These include Igor Sechin (Rosneft), Nikolay Tokarev (Transneft), Alisher Usmanov (a range of major assets), and Sergey Roldugin (one of Putin's financial backers and ideological associates). Sanctions were hastily put together back in the early days of the war, so the files on them may be just as unconvincing. The EU sanctions lists include several thousand Russian individuals and legal entities.

Some of them are seeking to have the sanctions lifted. As of the summer of 2022, about 30 Russians had filed complaints with the EU Court seeking to lift the sanctions. Another dozen were in negotiations with the EU, preceding a court appeal. These figures are unlikely to be final.

So why do we say there is no danger? Because the EU has long been aware that they might lose several sanction cases and have prepared a solid foundation to ensure that the Russian oligarchs' victory is merely symbolic and does not lead to the unfreezing of their assets. Starting from the next sanctions package, adopted in March 2022, an additional reason was added to the criteria for applying sanctions: it is sufficient for this person or their businesses to pay a significant amount to the Russian budget, as these funds go towards financing the war.
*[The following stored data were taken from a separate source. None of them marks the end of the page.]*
// Copyright 2025 eraflo
//
// Licensed under the Apache License, Version 2.0 (the "License");
// you may not use this file except in compliance with the License.
// You may obtain a copy of the License at
//
//     http://www.apache.org/licenses/LICENSE-2.0
//
// Unless required by applicable law or agreed to in writing, software
// distributed under the License is distributed on an "AS IS" BASIS,
// WITHOUT WARRANTIES OR CONDITIONS OF ANY KIND, either express or implied.
// See the License for the specific language governing permissions and
// limitations under the License.

//! Lifecycle states exposed by the resource factories.
//!
//! Every factory publishes its state through a `Signal`, so consumers always
//! observe the current value rather than a snapshot taken at construction.
//! Transitions only move forward; `Error` folds back to `NotCreated` when the
//! resource is removed, before any retry.

use std::fmt;

/// Lifecycle of a layer.
#[derive(Debug, Clone, Copy, PartialEq, Eq, Hash, Default)]
pub enum ResourceStatus {
    /// Nothing exists on the engine for this factory.
    #[default]
    NotCreated,
    /// The engine call is in flight.
    Creating,
    /// The engine confirmed the resource.
    Created,
    /// The engine rejected the resource.
    Error,
}

impl ResourceStatus {
    /// Returns `true` if the resource exists on the engine.
    pub fn is_live(self) -> bool {
        self == ResourceStatus::Created
    }
}

/// Lifecycle of a data source. `Created` is split into loading phases.
#[derive(Debug, Clone, Copy, PartialEq, Eq, Hash, Default)]
pub enum SourceStatus {
    /// Nothing exists on the engine for this factory.
    #[default]
    NotCreated,
    /// The add-source call is in flight.
    Creating,
    /// The engine accepted the source.
    Created,
    /// Waiting for the engine to report the source data as loaded.
    Loading,
    /// Data is available; dependent layers may bind.
    Loaded,
    /// The engine rejected the source.
    Error,
}

impl SourceStatus {
    /// Returns `true` if the source exists on the engine.
    pub fn is_live(self) -> bool {
        matches!(
            self,
            SourceStatus::Created | SourceStatus::Loading | SourceStatus::Loaded
        )
    }
}

/// Lifecycle of a sprite image.
#[derive(Debug, Clone, Copy, PartialEq, Eq, Hash, Default)]
pub enum ImageStatus {
    /// Nothing exists on the engine for this factory.
    #[default]
    NotCreated,
    /// The image is being fetched or decoded.
    Loading,
    /// Pixels are available but not yet registered.
    Loaded,
    /// The image is registered on the engine.
    Created,
    /// Loading or registration failed.
    Error,
}

impl ImageStatus {
    /// Returns `true` if the image is registered on the engine.
    pub fn is_live(self) -> bool {
        self == ImageStatus::Created
    }
}

/// Lifecycle of a marker. `Created` splits into `Open`/`Closed` while a popup is attached.
#[derive(Debug, Clone, Copy, PartialEq, Eq, Hash, Default)]
pub enum MarkerStatus {
    /// Nothing exists on the engine for this factory.
    #[default]
    NotCreated,
    /// The add-marker call is in flight.
    Creating,
    /// The marker is placed and has no popup attached.
    Created,
    /// The marker's popup is showing.
    Open,
    /// The marker has a popup that is hidden.
    Closed,
    /// The engine rejected the marker.
    Error,
}

impl MarkerStatus {
    /// Returns `true` if the marker exists on the engine.
    pub fn is_live(self) -> bool {
        matches!(
            self,
            MarkerStatus::Created | MarkerStatus::Open | MarkerStatus::Closed
        )
    }
}

/// Lifecycle of a popup.
#[derive(Debug, Clone, Copy, PartialEq, Eq, Hash, Default)]
pub enum PopupStatus {
    /// Nothing exists on the engine for this factory.
    #[default]
    NotCreated,
    /// The add-popup call is in flight.
    Creating,
    /// Registered but its visibility is not known yet.
    Created,
    /// Showing on the map.
    Open,
    /// Registered and hidden.
    Closed,
    /// The engine rejected the popup.
    Error,
}

impl PopupStatus {
    /// Returns `true` if the popup exists on the engine.
    pub fn is_live(self) -> bool {
        matches!(
            self,
            PopupStatus::Created | PopupStatus::Open | PopupStatus::Closed
        )
    }
}

macro_rules! impl_status_display {
    ($($status:ident),* $(,)?) => {
        $(
            impl fmt::Display for $status {
                fn fmt(&self, f: &mut fmt::Formatter<'_>) -> fmt::Result {
                    fmt::Debug::fmt(self, f)
                }
            }
        )*
    };
}

impl_status_display!(
    ResourceStatus,
    SourceStatus,
    ImageStatus,
    MarkerStatus,
    PopupStatus
);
And there is no need to prove intent. And starting from the spring of 2023, another, very concise reason was added to the list of criteria for imposing sanctions, which sounds like "being a Russian businessman". The EU has significantly strengthened its evidentiary base.

Given the description of the sanctions extension against Aven and Fridman in 2023, it's clear that the file of evidence has been significantly expanded. So a new lawsuit from these oligarchs will almost certainly be thrown out. And these are not just bold assertions.

Over the past few months, the EU Court has also issued several decisions rejecting appeals from Russian oligarchs. In every case, the sanctions were imposed more thoughtfully, taking the mistakes that the EU made in February 2022 into account. For example, the well-known oligarch Roman Abramovich lost in the EU Court.

But the most telling ruling was the one on German Khan, issued in November 2023. Khan was added to the EU sanctions list as an Alfa Group co-owner, so his story is almost identical to Fridman's. But it so happened that the sanctions against Khan were imposed half a month later, now with the errors corrected. 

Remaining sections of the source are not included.